Caddy laissa tomber sa canne et frissonna encore, d’une bien mauvaise façon.
« Je vais finir par être malade, si je reste là », se dit-il dans un sourire sans fondement qui découvrit ses dents jaunâtres.
« Il vaudrait mieux rentrer, personne ne reste jamais dehors par un temps pareil, à part ceux qui sont... enfin, ceux qui s’en fichent bien... »
Mais le pire devait encore arriver.
La chose qui se trouvait dans la chemise avait continué son travail de rotation, certes plus lentement, mais tout aussi sûrement, pendant que Caddy remâchait stupidement des idées sans suite. Une autre chose était alors apparue, pas franchement différente de la première car tournant de la même manière, avec un peu plus de légèreté peut-être. Une chose très sombre –Cela il le voyait très nettement, bien que la surface de l’eau se fut transformée en un million de morceaux de verre-, quasiment aussi noire que les carreaux de la chemise, quoique d’une nuance différente.
C’était fascinant, le manège ralenti de ces deux formes, au regard du désordre hystérique qui se déchaînait désormais hors de l’eau. Cela rappela Caddy aux « roue de la fortune » des foires de village, qu’il avait observées avec tant d’avidité étant petit, goûtant particulièrement l’instant où elles perdaient de l’élan avant de se fixer pour de bon et décider ainsi du sort des braves gens qui avaient misé. L’espace d’une seconde, il se trouva transporté des dizaines d’années en arrière, parmi les odeurs de cigare et de sucre de canne, le son nasillard des banjos et les voix profondes des hommes enivrés. C’était un don qu’il avait, de pouvoir entrer en lui-même lorsque la réalité devenait trop ennuyeuse, ou trop... terrifiante.
Mais là, cela ne fonctionnait qu’à demi. Il continuait de voir se qui se passait, de regarder dans les flots horribles avec une intensité brûlante.
La rotation s’arrêta brutalement, causant un nouveau remous, un nouveau brouillard de limon.
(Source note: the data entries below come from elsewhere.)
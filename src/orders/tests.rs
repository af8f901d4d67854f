//! Order pipeline and lifecycle tests against an in-memory database.

use std::sync::Arc;

use surrealdb::RecordId;

use super::OrderService;
use crate::auth::CurrentUser;
use crate::db::DbService;
use crate::db::models::{
    CartItemRequest, ColorOption, CustomerInfo, InventoryEntry, Order, OrderCreateRequest,
    OrderStatus, PaymentMethod, PaymentReceipt, Product, ProductCreate, ShippingAddress,
    SizeOption, StatusUpdateRequest, User,
};
use crate::db::repository::{ProductRepository, UserRepository};
use crate::inventory::ProductLocks;
use crate::notify::NoopNotifier;
use crate::utils::AppError;

async fn service() -> (DbService, OrderService) {
    let db = DbService::memory().await.unwrap();
    let service = OrderService::new(
        db.db.clone(),
        Arc::new(ProductLocks::new()),
        Arc::new(NoopNotifier),
        "admin@example.com",
    );
    (db, service)
}

async fn seed_product(db: &DbService, name: &str, price: f64, stock: i64) -> Product {
    let repo = ProductRepository::new(db.db.clone());
    repo.create(ProductCreate {
        name: name.to_string(),
        description: None,
        price,
        category: "scrubs".to_string(),
        gender: None,
        colors: Some(vec![ColorOption {
            name: "Red".to_string(),
            code: "#B3252C".to_string(),
            is_available: true,
        }]),
        sizes: Some(vec![SizeOption {
            name: "M".to_string(),
            is_available: true,
        }]),
        inventory: Some(vec![InventoryEntry {
            color: "Red".to_string(),
            size: "M".to_string(),
            stock,
        }]),
    })
    .await
    .unwrap()
}

async fn seed_user(db: &DbService, points: i64, verified_student: bool) -> (User, CurrentUser) {
    let repo = UserRepository::new(db.db.clone());
    let mut user = User::new("ayesha", "ayesha@example.com");
    user.reward_points = points;
    user.is_student = verified_student;
    user.student_verified = verified_student;
    let created = repo.create(user).await.unwrap();
    let current = CurrentUser {
        id: created.id.as_ref().unwrap().to_string(),
        username: created.username.clone(),
        email: created.email.clone(),
        role: created.role.clone(),
    };
    (created, current)
}

fn cart(product: &Product, quantity: i64) -> OrderCreateRequest {
    OrderCreateRequest {
        customer_info: CustomerInfo {
            name: Some("Ayesha Khan".to_string()),
            email: Some("ayesha@example.com".to_string()),
        },
        items: vec![CartItemRequest {
            product: product.id.as_ref().unwrap().to_string(),
            color: "Red".to_string(),
            size: "M".to_string(),
            quantity,
        }],
        shipping_address: ShippingAddress {
            full_name: "Ayesha Khan".to_string(),
            address_line1: "12 Mall Road".to_string(),
            city: "Lahore".to_string(),
            postal_code: "54000".to_string(),
            country: "PK".to_string(),
            phone_number: "+92-300-0000000".to_string(),
            ..Default::default()
        },
        payment_method: PaymentMethod::CashOnDelivery,
        points_to_use: 0,
        notes: None,
    }
}

async fn reload(db: &DbService, product: &Product) -> Product {
    ProductRepository::new(db.db.clone())
        .find_by_id(product.id.as_ref().unwrap())
        .await
        .unwrap()
}

async fn reload_user(db: &DbService, id: &RecordId) -> User {
    UserRepository::new(db.db.clone())
        .find_by_id(id)
        .await
        .unwrap()
}

#[tokio::test]
async fn test_order_reserves_stock() {
    let (db, service) = service().await;
    let product = seed_product(&db, "Scrub Top", 500.0, 5).await;

    let order = service.create_order(cart(&product, 3), None, None).await.unwrap();
    assert_eq!(order.status, OrderStatus::Pending);
    assert_eq!(order.items[0].quantity, 3);

    let after = reload(&db, &product).await;
    assert_eq!(after.variant_stock("Red", "M"), 2);
    assert_eq!(after.total_stock, 2);
}

#[tokio::test]
async fn test_insufficient_stock_persists_nothing() {
    let (db, service) = service().await;
    let product = seed_product(&db, "Scrub Top", 500.0, 2).await;

    let err = service.create_order(cart(&product, 3), None, None).await.unwrap_err();
    assert!(matches!(err, AppError::BusinessRule(_)));

    let after = reload(&db, &product).await;
    assert_eq!(after.variant_stock("Red", "M"), 2);
    assert!(service.all_orders().await.unwrap().is_empty());
}

#[tokio::test]
async fn test_first_order_discount_applied() {
    let (db, service) = service().await;
    let product = seed_product(&db, "Scrub Top", 500.0, 10).await;
    let (_, current) = seed_user(&db, 0, false).await;

    let order = service
        .create_order(cart(&product, 2), None, Some(&current))
        .await
        .unwrap();

    assert_eq!(order.subtotal, 1000.0);
    assert_eq!(order.discount, 100.0);
    assert_eq!(order.discount_code, "First Order Discount (10%)");
    assert_eq!(order.total, 900.0);
    assert_eq!(order.points_earned, 9);
    assert!(order.is_first_order);
}

#[tokio::test]
async fn test_student_second_order_with_points() {
    let (db, service) = service().await;
    let product = seed_product(&db, "Scrub Top", 500.0, 20).await;
    let (user, current) = seed_user(&db, 100, true).await;
    let user_id = user.id.clone().unwrap();

    // first order burns the first-order discount
    service
        .create_order(cart(&product, 1), None, Some(&current))
        .await
        .unwrap();
    let balance_after_first = reload_user(&db, &user_id).await.reward_points;

    let mut request = cart(&product, 2);
    request.points_to_use = 50;
    let order = service.create_order(request, None, Some(&current)).await.unwrap();

    assert_eq!(order.subtotal, 1000.0);
    assert_eq!(order.discount, 50.0);
    assert_eq!(order.discount_code, "Student Discount (5%)");
    assert_eq!(order.points_used, 50);
    assert_eq!(order.total, 900.0);
    assert_eq!(order.points_earned, 9);
    assert!(!order.is_first_order);

    let balance = reload_user(&db, &user_id).await.reward_points;
    assert_eq!(balance, balance_after_first - 50 + 9);
}

#[tokio::test]
async fn test_points_over_balance_rejected() {
    let (db, service) = service().await;
    let product = seed_product(&db, "Scrub Top", 500.0, 5).await;
    let (_, current) = seed_user(&db, 10, false).await;

    let mut request = cart(&product, 1);
    request.points_to_use = 50;
    let err = service
        .create_order(request, None, Some(&current))
        .await
        .unwrap_err();
    assert!(matches!(err, AppError::BusinessRule(_)));

    // rejected before any reservation
    assert_eq!(reload(&db, &product).await.variant_stock("Red", "M"), 5);
}

#[tokio::test]
async fn test_cancel_releases_stock_and_reverses_points() {
    let (db, service) = service().await;
    let product = seed_product(&db, "Scrub Top", 500.0, 5).await;
    let (user, current) = seed_user(&db, 100, false).await;
    let user_id = user.id.clone().unwrap();

    let mut request = cart(&product, 3);
    request.points_to_use = 20;
    let order = service.create_order(request, None, Some(&current)).await.unwrap();
    let order_id = order.id.as_ref().unwrap().to_string();

    let cancelled = service.cancel(&order_id, &current).await.unwrap();
    assert_eq!(cancelled.status, OrderStatus::Cancelled);

    let after = reload(&db, &product).await;
    assert_eq!(after.variant_stock("Red", "M"), 5);
    assert_eq!(after.total_stock, 5);

    // settle then reverse nets out to the starting balance
    assert_eq!(reload_user(&db, &user_id).await.reward_points, 100);
}

#[tokio::test]
async fn test_cancel_shipped_order_rejected() {
    let (db, service) = service().await;
    let product = seed_product(&db, "Scrub Top", 500.0, 5).await;
    let (_, current) = seed_user(&db, 0, false).await;

    let order = service
        .create_order(cart(&product, 2), None, Some(&current))
        .await
        .unwrap();
    let order_id = order.id.as_ref().unwrap().to_string();

    service
        .update_status(
            &order_id,
            StatusUpdateRequest {
                status: OrderStatus::Shipped,
                tracking_number: Some("TRK-1".to_string()),
            },
        )
        .await
        .unwrap();

    let err = service.cancel(&order_id, &current).await.unwrap_err();
    assert!(matches!(err, AppError::BusinessRule(_)));

    // nothing released
    assert_eq!(reload(&db, &product).await.variant_stock("Red", "M"), 3);
}

#[tokio::test]
async fn test_failed_later_line_releases_earlier_reservations() {
    let (db, service) = service().await;
    let plenty = seed_product(&db, "Scrub Top", 500.0, 10).await;
    let scarce = seed_product(&db, "Scrub Cap", 300.0, 1).await;

    let mut request = cart(&plenty, 4);
    request.items.push(CartItemRequest {
        product: scarce.id.as_ref().unwrap().to_string(),
        color: "Red".to_string(),
        size: "M".to_string(),
        quantity: 2,
    });

    let err = service.create_order(request, None, None).await.unwrap_err();
    assert!(matches!(err, AppError::BusinessRule(_)));

    assert_eq!(reload(&db, &plenty).await.variant_stock("Red", "M"), 10);
    assert_eq!(reload(&db, &scarce).await.variant_stock("Red", "M"), 1);
    assert!(service.all_orders().await.unwrap().is_empty());
}

#[tokio::test]
async fn test_guest_checkout_gets_no_discounts_or_points() {
    let (db, service) = service().await;
    let product = seed_product(&db, "Scrub Top", 500.0, 5).await;

    let mut request = cart(&product, 2);
    request.points_to_use = 50;
    let order = service.create_order(request, None, None).await.unwrap();

    assert!(order.user.is_none());
    assert_eq!(order.discount, 0.0);
    assert_eq!(order.points_used, 0);
    assert_eq!(order.total, 1000.0);
    assert!(!order.is_first_order);
}

#[tokio::test]
async fn test_bank_transfer_requires_receipt() {
    let (db, service) = service().await;
    let product = seed_product(&db, "Scrub Top", 500.0, 5).await;

    let mut request = cart(&product, 2);
    request.payment_method = PaymentMethod::BankTransfer;
    let err = service.create_order(request, None, None).await.unwrap_err();
    assert!(matches!(err, AppError::BusinessRule(_)));

    // reservation compensated
    assert_eq!(reload(&db, &product).await.variant_stock("Red", "M"), 5);

    let mut request = cart(&product, 2);
    request.payment_method = PaymentMethod::BankTransfer;
    let order = service
        .create_order(
            request,
            Some(PaymentReceipt {
                url: "http://localhost:3000/uploads/order-payment/guest/r.png".to_string(),
                public_id: "order-payment/guest/r.png".to_string(),
                uploaded: true,
            }),
            None,
        )
        .await
        .unwrap();
    assert!(order.payment_receipt.is_some());
}

#[tokio::test]
async fn test_update_status_rejects_cancelled_target() {
    let (db, service) = service().await;
    let product = seed_product(&db, "Scrub Top", 500.0, 5).await;
    let order = service.create_order(cart(&product, 1), None, None).await.unwrap();

    let err = service
        .update_status(
            &order.id.as_ref().unwrap().to_string(),
            StatusUpdateRequest {
                status: OrderStatus::Cancelled,
                tracking_number: None,
            },
        )
        .await
        .unwrap_err();
    assert!(matches!(err, AppError::BusinessRule(_)));
}

#[tokio::test]
async fn test_update_status_persists_tracking_number() {
    let (db, service) = service().await;
    let product = seed_product(&db, "Scrub Top", 500.0, 5).await;
    let order = service.create_order(cart(&product, 1), None, None).await.unwrap();

    let updated = service
        .update_status(
            &order.id.as_ref().unwrap().to_string(),
            StatusUpdateRequest {
                status: OrderStatus::Shipped,
                tracking_number: Some("TRK-42".to_string()),
            },
        )
        .await
        .unwrap();
    assert_eq!(updated.status, OrderStatus::Shipped);
    assert_eq!(updated.tracking_number.as_deref(), Some("TRK-42"));
}

#[tokio::test]
async fn test_cancel_requires_owner_or_admin() {
    let (db, service) = service().await;
    let product = seed_product(&db, "Scrub Top", 500.0, 5).await;
    let (_, owner) = seed_user(&db, 0, false).await;

    let order = service
        .create_order(cart(&product, 1), None, Some(&owner))
        .await
        .unwrap();
    let order_id = order.id.as_ref().unwrap().to_string();

    let stranger_user = UserRepository::new(db.db.clone())
        .create(User::new("bilal", "bilal@example.com"))
        .await
        .unwrap();
    let stranger = CurrentUser {
        id: stranger_user.id.as_ref().unwrap().to_string(),
        username: stranger_user.username.clone(),
        email: stranger_user.email.clone(),
        role: stranger_user.role.clone(),
    };

    let err = service.cancel(&order_id, &stranger).await.unwrap_err();
    assert!(matches!(err, AppError::Forbidden(_)));

    let admin = CurrentUser {
        id: stranger.id.clone(),
        username: "admin".to_string(),
        email: "admin@example.com".to_string(),
        role: "admin".to_string(),
    };
    let cancelled = service.cancel(&order_id, &admin).await.unwrap();
    assert_eq!(cancelled.status, OrderStatus::Cancelled);
}

#[tokio::test]
async fn test_my_orders_scoped_to_caller() {
    let (db, service) = service().await;
    let product = seed_product(&db, "Scrub Top", 500.0, 10).await;
    let (_, ayesha) = seed_user(&db, 0, false).await;

    service.create_order(cart(&product, 1), None, Some(&ayesha)).await.unwrap();
    service.create_order(cart(&product, 1), None, None).await.unwrap();

    let orders: Vec<Order> = service.orders_for(&ayesha).await.unwrap();
    assert_eq!(orders.len(), 1);
    assert_eq!(service.all_orders().await.unwrap().len(), 2);
}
Caddy se dit dans un songe qu’avec cette saleté de temps, le limon allait venir de partout et envelopper ces formes pour un bon moment. Que le cauchemar serait enfin fini, qu’il pourrait s’arracher à leur contemplation hébétée... mais un bourrelet d’eau limpide, poussé par les bourrasques, l’aspira aussitôt.
Des vents haineux déchiraient les nuages venus du nord, les cyprès s’agitaient en glapissant comme des chiens battus. L’air malsain du marais était saturé de clameurs.
Soudain, Caddy vit les yeux, et il comprit qu’il n’avait plus alors la moindre chance de s’en sortir : deux globes délavés passant comme un éclair, dénués d’expression et de vie, mais donnant à la chose l'apparence de la vie. En homme civilisé qui découvre en face de lui son congénère, Caddy faillit faire un signe de la main. Mais son bras retomba et il sentit la honte le submerger.
L’homme était mort, il ne pouvait lui répondre. Il se balançait dans les eaux infectes.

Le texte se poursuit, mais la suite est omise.